*** Supplied data ***

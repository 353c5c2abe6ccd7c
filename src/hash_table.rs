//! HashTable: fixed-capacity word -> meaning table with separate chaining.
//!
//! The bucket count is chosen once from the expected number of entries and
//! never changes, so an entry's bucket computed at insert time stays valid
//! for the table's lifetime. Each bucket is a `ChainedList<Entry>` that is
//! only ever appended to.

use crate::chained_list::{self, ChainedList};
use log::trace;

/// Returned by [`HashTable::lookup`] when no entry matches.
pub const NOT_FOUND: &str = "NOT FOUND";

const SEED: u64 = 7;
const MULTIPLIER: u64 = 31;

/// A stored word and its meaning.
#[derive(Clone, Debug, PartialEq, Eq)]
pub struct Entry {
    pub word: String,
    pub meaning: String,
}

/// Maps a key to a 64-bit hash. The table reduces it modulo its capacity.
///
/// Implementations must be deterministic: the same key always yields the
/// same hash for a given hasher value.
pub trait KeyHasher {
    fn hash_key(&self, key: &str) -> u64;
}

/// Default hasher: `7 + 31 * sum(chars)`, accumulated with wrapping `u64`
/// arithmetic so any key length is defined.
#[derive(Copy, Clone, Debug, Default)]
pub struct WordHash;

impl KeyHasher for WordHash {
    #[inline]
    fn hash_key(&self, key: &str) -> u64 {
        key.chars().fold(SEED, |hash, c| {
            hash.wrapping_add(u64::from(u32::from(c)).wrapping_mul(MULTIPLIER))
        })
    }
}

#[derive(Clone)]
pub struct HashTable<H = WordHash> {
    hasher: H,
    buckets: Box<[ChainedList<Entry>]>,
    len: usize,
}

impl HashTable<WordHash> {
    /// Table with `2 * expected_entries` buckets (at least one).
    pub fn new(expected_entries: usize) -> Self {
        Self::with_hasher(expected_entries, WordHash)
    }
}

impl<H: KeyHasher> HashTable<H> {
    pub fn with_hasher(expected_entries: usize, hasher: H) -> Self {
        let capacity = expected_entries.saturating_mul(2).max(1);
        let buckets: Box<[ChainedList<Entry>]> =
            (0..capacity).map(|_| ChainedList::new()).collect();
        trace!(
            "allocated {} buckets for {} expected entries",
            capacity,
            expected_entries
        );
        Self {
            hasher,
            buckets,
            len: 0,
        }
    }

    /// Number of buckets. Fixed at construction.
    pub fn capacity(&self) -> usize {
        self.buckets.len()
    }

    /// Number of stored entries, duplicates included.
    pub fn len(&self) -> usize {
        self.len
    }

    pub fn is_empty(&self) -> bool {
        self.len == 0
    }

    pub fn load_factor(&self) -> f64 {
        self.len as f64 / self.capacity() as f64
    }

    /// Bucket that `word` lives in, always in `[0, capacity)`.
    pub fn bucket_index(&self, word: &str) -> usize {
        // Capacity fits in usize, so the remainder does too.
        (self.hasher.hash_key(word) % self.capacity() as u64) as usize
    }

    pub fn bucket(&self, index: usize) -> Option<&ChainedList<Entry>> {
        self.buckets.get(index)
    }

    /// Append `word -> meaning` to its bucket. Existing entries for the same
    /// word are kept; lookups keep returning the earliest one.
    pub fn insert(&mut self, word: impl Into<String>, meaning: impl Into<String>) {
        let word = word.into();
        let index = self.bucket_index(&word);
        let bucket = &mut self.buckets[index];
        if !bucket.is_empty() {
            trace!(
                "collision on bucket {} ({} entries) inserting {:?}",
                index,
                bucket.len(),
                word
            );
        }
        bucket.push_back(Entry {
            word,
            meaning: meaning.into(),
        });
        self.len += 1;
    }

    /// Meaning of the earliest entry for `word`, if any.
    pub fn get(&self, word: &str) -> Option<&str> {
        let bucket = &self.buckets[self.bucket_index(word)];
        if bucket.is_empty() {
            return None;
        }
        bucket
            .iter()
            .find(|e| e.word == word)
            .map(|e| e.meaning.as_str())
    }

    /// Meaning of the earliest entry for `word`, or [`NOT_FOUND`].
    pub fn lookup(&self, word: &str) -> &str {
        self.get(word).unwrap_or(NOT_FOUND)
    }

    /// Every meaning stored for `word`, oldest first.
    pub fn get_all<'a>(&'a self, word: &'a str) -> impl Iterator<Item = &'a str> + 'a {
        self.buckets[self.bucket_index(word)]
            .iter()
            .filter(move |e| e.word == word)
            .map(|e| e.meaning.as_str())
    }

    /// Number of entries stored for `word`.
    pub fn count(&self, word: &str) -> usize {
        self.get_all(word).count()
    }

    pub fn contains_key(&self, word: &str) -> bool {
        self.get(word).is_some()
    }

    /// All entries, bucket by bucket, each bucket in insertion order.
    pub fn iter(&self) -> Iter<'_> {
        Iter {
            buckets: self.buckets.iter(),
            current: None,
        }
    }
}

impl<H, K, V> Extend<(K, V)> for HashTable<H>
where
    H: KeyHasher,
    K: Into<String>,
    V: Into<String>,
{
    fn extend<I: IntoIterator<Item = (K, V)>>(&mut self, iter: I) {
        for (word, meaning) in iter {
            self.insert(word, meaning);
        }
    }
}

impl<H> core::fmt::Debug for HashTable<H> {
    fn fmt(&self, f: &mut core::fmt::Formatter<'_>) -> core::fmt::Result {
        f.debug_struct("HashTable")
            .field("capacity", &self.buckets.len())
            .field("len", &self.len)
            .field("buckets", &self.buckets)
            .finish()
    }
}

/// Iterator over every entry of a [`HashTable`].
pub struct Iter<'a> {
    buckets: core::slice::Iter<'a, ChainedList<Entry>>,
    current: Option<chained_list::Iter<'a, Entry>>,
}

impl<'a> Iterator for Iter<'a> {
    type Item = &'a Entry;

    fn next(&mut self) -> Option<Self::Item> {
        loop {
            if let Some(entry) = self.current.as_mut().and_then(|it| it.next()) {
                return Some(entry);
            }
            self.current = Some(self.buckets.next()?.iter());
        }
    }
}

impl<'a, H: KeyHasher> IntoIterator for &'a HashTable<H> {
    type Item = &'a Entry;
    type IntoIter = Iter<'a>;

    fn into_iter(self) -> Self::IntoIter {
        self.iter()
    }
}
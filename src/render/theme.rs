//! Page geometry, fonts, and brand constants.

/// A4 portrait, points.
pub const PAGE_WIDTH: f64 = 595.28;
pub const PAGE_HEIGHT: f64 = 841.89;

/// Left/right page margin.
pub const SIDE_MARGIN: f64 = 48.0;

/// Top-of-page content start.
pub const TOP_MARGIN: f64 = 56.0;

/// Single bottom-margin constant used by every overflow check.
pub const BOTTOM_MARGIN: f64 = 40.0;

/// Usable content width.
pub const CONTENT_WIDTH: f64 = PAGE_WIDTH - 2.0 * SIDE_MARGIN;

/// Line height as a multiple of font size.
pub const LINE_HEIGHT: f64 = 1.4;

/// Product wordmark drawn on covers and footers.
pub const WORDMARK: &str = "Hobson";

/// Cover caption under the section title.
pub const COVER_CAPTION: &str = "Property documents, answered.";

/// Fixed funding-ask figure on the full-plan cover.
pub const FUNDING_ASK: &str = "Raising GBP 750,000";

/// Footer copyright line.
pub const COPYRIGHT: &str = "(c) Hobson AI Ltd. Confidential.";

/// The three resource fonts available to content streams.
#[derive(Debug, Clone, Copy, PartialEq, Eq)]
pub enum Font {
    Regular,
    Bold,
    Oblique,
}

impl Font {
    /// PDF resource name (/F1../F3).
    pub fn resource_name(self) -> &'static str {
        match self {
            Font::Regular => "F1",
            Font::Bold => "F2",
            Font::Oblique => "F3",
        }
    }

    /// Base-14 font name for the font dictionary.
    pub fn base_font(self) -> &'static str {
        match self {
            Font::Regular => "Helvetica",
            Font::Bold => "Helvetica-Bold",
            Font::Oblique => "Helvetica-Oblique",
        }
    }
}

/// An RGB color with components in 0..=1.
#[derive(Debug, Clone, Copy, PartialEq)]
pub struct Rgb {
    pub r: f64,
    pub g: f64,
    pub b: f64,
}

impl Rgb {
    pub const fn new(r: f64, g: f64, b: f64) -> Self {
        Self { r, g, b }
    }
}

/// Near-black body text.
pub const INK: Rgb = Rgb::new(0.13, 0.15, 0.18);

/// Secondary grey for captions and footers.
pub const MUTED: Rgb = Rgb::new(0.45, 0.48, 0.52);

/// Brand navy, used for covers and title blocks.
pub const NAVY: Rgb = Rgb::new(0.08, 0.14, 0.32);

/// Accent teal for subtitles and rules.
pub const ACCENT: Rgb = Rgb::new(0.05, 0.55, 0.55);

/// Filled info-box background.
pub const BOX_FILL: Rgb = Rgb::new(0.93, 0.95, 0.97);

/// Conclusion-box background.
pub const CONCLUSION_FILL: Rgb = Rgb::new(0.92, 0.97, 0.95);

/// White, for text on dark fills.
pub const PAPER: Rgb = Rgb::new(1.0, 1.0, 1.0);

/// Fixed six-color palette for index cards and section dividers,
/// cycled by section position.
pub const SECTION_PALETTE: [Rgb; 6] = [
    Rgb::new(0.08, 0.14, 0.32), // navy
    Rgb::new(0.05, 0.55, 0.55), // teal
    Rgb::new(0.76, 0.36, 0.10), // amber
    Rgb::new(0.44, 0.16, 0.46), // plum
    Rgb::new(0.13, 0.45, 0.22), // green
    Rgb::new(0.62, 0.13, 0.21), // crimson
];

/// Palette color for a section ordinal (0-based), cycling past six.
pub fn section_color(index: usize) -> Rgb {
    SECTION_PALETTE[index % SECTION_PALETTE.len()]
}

*** End of Supplied data ***
*** Supplied data ***

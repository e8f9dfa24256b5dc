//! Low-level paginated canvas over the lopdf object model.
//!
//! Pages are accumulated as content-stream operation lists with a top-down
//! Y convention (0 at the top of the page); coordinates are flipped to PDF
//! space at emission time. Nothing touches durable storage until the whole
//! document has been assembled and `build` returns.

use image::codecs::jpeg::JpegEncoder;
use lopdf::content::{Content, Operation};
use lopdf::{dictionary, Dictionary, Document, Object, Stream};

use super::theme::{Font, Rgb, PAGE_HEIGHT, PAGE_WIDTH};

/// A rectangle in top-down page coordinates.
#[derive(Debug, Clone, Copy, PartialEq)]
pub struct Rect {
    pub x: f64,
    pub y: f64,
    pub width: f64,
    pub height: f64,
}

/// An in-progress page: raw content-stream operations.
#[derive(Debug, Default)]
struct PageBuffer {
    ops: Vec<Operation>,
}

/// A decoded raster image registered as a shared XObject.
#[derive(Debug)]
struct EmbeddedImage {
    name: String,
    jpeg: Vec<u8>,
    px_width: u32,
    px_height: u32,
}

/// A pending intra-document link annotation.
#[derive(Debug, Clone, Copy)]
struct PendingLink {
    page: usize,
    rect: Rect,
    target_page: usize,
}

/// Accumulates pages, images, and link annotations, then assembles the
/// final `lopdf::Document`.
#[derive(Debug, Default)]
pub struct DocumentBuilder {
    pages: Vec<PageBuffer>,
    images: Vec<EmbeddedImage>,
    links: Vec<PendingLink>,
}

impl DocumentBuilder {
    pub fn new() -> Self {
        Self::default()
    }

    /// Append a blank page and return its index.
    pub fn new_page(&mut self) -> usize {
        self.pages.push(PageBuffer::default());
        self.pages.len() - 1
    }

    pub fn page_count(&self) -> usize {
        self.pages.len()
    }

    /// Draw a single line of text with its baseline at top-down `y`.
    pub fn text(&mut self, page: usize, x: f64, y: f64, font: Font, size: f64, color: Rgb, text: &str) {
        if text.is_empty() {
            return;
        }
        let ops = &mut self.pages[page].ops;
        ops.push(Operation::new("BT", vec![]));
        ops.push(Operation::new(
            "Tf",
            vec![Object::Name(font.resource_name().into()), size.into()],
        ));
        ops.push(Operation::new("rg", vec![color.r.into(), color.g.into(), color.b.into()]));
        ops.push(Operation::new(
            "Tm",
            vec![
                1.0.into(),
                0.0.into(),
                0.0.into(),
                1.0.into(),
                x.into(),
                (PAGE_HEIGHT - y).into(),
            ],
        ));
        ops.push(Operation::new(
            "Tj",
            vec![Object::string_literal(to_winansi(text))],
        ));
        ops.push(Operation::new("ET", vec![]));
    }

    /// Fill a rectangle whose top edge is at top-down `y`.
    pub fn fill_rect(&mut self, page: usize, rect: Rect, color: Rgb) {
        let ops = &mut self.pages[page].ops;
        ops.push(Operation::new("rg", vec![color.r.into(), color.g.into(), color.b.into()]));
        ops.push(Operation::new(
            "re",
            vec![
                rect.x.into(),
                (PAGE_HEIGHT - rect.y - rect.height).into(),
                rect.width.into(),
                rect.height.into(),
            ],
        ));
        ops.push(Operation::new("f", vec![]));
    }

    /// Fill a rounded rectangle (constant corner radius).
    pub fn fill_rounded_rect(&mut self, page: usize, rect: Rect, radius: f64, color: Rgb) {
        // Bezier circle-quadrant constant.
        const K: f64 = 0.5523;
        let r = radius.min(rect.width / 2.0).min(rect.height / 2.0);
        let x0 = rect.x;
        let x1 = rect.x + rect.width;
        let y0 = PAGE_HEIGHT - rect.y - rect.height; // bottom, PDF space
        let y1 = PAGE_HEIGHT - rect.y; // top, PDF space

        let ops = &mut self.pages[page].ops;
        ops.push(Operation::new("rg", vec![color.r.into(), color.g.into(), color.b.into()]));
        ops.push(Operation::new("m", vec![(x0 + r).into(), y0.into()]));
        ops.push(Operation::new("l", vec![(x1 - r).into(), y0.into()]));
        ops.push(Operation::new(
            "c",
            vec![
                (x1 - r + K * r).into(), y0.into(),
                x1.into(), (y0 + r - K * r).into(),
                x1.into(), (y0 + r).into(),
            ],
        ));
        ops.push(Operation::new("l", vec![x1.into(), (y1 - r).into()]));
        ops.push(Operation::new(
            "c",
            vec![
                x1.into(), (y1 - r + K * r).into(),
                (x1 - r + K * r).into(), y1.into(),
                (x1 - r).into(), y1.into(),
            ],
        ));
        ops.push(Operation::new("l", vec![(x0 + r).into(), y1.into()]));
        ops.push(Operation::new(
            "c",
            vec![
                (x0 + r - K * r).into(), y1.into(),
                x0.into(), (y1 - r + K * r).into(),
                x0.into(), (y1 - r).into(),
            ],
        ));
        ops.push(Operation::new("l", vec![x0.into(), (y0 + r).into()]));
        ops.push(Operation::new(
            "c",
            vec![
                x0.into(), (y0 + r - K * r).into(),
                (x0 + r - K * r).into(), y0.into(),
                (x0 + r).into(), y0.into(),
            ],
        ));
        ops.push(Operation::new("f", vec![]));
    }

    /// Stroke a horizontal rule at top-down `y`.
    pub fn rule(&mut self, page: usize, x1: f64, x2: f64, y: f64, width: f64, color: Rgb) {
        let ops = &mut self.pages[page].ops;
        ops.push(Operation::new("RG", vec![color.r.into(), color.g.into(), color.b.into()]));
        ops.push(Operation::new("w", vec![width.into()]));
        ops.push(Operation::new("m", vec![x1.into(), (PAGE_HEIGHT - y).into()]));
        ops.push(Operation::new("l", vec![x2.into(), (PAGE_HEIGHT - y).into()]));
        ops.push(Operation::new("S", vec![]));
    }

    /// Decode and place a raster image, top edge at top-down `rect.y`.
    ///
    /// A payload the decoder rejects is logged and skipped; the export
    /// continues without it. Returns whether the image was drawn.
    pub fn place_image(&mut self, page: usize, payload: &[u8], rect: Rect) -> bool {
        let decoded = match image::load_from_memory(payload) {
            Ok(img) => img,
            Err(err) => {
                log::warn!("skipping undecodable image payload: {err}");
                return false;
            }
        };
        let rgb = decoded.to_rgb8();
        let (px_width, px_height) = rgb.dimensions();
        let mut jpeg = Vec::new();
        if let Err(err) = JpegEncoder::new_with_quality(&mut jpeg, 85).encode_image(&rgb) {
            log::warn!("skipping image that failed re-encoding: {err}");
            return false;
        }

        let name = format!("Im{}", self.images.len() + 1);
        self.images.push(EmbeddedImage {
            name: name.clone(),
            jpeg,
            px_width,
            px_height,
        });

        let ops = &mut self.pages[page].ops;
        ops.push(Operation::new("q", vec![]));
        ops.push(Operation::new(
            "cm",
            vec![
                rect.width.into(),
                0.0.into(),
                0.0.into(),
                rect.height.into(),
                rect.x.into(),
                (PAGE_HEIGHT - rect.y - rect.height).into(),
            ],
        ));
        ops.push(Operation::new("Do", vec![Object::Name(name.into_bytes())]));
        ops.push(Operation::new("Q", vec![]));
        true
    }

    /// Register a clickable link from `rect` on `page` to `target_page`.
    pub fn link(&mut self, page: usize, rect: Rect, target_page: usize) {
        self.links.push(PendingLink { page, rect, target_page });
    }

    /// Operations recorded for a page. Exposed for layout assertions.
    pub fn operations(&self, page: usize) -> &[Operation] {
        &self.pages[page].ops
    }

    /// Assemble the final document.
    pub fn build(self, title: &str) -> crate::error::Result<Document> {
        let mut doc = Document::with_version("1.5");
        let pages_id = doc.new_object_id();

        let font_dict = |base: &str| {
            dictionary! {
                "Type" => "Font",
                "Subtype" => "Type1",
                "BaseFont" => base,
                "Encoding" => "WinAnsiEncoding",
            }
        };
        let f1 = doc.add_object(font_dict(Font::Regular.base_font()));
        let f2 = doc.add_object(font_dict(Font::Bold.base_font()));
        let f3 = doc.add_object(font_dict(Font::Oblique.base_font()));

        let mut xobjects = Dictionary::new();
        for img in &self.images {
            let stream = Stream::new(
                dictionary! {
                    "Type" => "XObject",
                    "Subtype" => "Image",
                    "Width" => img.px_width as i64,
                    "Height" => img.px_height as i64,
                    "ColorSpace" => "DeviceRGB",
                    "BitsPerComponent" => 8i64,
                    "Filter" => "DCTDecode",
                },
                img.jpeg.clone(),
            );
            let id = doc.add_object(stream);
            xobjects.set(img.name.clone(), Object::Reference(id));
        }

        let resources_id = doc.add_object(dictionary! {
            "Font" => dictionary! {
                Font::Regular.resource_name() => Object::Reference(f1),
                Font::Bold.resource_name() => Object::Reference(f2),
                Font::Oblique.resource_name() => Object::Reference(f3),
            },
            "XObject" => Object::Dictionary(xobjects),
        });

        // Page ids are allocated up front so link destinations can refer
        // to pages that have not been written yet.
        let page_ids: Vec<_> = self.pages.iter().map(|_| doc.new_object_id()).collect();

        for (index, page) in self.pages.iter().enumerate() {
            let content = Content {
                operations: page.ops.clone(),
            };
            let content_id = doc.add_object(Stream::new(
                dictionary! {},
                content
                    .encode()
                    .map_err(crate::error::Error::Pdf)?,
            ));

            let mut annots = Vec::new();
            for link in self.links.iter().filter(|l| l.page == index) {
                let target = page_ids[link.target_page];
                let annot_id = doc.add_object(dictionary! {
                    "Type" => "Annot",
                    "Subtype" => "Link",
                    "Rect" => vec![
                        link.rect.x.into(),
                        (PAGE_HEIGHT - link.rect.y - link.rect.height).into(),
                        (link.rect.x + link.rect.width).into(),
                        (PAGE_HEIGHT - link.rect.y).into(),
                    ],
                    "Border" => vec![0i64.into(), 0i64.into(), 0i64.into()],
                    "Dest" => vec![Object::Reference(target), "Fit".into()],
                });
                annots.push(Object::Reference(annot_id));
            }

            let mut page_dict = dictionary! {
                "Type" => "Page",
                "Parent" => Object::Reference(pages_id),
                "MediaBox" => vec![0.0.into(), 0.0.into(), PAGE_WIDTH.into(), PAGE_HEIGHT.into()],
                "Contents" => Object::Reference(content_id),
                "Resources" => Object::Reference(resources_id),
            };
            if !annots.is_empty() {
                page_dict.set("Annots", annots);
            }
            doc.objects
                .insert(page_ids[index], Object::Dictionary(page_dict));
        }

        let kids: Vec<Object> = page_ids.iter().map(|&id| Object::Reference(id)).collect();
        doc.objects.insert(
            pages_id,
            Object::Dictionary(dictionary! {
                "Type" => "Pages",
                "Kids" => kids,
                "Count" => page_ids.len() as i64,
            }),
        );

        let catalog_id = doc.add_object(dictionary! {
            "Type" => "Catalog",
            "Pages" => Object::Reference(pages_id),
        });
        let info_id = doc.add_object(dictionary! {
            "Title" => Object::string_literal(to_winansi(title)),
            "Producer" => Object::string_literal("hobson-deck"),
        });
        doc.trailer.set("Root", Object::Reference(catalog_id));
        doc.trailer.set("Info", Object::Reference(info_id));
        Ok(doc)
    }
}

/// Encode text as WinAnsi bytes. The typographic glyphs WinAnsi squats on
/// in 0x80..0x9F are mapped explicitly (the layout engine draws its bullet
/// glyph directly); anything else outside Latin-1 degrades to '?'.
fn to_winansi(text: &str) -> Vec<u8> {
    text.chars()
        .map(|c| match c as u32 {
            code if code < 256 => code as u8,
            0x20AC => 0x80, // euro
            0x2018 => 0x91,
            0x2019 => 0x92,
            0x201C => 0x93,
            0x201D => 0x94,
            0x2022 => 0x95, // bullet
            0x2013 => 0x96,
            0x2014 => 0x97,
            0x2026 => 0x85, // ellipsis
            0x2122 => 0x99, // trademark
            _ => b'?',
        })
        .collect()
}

*** End of Supplied data ***

Prompt:
Look back at the entries above and repeat, unchanged, every line from the line holding "pub const SIDE_MARGIN: f64 = 48.0;" through the line holding "covers and footers.".

Response box:
pub const SIDE_MARGIN: f64 = 48.0;

/// Top-of-page content start.
pub const TOP_MARGIN: f64 = 56.0;

/// Single bottom-margin constant used by every overflow check.
pub const BOTTOM_MARGIN: f64 = 40.0;

/// Usable content width.
pub const CONTENT_WIDTH: f64 = PAGE_WIDTH - 2.0 * SIDE_MARGIN;

/// Line height as a multiple of font size.
pub const LINE_HEIGHT: f64 = 1.4;

/// Product wordmark drawn on covers and footers.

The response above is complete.